_WORK TO BE COMPLETED_. The number needed is how many lines of the data hold the string "MissingProviderId". Give that number and nothing more.

__________________________________________________

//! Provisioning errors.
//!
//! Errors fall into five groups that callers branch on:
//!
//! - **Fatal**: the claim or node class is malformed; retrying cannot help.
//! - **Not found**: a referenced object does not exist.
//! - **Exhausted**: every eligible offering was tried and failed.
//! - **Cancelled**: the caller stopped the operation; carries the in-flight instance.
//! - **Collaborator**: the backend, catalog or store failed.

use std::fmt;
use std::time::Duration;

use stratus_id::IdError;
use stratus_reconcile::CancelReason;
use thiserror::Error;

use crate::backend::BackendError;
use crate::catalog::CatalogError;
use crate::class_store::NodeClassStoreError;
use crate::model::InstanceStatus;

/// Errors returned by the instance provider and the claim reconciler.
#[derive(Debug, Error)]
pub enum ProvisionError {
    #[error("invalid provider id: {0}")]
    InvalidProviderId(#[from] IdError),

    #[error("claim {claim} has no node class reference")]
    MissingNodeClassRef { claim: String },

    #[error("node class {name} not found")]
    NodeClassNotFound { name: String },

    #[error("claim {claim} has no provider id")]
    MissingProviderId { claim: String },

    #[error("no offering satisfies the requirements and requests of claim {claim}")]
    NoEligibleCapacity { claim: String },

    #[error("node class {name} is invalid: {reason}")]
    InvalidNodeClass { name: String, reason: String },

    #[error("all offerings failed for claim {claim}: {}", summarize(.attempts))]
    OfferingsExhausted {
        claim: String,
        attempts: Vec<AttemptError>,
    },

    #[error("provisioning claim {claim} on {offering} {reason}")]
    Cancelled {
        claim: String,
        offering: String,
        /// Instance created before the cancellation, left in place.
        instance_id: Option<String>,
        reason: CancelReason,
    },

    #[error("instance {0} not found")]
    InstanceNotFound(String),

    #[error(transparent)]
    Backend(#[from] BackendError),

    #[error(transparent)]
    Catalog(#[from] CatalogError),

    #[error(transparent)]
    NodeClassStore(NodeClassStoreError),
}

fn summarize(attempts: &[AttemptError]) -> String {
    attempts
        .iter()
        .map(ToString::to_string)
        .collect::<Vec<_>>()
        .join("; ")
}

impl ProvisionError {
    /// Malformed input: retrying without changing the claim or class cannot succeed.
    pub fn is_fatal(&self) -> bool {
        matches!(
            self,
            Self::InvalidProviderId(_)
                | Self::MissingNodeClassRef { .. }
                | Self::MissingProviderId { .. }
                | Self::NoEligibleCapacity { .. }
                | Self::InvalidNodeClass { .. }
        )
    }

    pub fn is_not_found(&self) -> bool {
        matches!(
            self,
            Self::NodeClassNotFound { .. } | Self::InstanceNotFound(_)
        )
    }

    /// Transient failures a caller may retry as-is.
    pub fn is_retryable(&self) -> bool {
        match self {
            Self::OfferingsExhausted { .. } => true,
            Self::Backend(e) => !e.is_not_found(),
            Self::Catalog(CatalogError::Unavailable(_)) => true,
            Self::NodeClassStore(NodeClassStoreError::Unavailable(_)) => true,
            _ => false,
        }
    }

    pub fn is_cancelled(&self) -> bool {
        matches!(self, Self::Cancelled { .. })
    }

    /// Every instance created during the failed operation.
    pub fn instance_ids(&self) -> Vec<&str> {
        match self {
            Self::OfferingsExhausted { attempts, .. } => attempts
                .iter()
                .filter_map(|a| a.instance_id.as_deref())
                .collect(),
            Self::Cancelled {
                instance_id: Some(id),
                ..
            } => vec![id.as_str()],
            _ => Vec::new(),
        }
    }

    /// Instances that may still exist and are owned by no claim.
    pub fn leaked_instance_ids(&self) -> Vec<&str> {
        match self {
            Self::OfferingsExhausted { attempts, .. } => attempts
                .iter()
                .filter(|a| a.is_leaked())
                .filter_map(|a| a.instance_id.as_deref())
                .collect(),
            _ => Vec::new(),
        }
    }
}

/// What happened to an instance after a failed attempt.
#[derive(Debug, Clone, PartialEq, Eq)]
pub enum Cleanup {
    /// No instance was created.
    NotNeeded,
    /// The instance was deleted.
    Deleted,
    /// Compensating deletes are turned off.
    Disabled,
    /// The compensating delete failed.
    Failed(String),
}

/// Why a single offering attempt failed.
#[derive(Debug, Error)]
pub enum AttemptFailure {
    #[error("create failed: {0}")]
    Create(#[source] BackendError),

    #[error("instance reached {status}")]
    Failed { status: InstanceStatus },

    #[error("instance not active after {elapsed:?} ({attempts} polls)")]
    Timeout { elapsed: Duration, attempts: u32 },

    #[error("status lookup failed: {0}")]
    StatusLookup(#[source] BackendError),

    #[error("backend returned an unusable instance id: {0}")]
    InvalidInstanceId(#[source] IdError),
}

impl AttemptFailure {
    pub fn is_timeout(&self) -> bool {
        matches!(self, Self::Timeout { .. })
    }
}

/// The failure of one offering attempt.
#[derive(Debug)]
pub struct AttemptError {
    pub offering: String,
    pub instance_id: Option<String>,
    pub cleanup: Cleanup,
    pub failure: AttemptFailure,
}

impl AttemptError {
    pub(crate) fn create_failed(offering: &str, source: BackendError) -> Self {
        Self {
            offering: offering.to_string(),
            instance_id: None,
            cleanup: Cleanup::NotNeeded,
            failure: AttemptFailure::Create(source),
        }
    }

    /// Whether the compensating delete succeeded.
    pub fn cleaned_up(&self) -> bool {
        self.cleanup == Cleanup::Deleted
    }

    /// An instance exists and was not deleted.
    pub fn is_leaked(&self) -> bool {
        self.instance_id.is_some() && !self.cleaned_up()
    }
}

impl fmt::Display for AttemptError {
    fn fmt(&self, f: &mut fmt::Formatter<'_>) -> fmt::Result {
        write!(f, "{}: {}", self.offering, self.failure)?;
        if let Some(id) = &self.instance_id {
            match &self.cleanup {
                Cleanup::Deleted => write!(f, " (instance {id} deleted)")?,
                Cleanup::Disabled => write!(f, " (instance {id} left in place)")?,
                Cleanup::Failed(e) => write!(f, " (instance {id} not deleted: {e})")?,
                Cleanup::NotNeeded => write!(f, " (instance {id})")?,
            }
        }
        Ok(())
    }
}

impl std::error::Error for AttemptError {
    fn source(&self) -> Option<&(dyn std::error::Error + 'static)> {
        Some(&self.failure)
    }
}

__________________________________________________

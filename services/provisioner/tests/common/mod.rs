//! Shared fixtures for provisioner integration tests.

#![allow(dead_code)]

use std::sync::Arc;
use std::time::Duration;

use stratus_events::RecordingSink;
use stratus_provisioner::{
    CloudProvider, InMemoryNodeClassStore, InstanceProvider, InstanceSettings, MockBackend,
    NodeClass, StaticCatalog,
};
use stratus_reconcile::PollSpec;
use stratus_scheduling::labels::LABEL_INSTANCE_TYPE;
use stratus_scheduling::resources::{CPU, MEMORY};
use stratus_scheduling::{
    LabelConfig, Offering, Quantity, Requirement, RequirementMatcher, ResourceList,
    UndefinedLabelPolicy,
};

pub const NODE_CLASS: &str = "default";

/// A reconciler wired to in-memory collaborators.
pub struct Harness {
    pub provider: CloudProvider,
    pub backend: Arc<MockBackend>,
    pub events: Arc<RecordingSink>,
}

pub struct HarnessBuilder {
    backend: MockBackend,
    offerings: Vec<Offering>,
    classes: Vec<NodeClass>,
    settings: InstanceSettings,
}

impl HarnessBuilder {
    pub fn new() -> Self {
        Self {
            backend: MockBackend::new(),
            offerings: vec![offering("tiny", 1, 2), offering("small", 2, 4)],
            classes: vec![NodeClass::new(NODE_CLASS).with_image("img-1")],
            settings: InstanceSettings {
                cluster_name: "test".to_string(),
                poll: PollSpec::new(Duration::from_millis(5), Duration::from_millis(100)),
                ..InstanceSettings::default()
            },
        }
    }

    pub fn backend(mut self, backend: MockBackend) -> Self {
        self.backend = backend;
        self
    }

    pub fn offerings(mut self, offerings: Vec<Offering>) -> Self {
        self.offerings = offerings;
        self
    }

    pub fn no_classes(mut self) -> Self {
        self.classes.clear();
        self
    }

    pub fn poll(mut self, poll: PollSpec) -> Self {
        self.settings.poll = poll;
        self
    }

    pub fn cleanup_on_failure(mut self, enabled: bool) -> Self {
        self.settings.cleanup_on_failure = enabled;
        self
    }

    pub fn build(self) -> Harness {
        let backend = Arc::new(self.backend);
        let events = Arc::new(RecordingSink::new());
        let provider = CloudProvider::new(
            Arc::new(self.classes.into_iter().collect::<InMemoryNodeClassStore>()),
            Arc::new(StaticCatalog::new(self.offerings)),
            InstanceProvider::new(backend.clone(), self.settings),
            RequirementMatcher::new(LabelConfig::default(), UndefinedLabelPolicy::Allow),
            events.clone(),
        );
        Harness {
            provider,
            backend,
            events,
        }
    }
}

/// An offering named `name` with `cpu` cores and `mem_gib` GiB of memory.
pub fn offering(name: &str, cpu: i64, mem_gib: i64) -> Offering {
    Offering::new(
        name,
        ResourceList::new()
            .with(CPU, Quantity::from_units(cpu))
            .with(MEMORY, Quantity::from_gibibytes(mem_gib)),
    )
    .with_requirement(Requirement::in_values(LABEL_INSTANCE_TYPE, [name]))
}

__________________________________________________

_ANSWER TO THE EXERCISE_. 2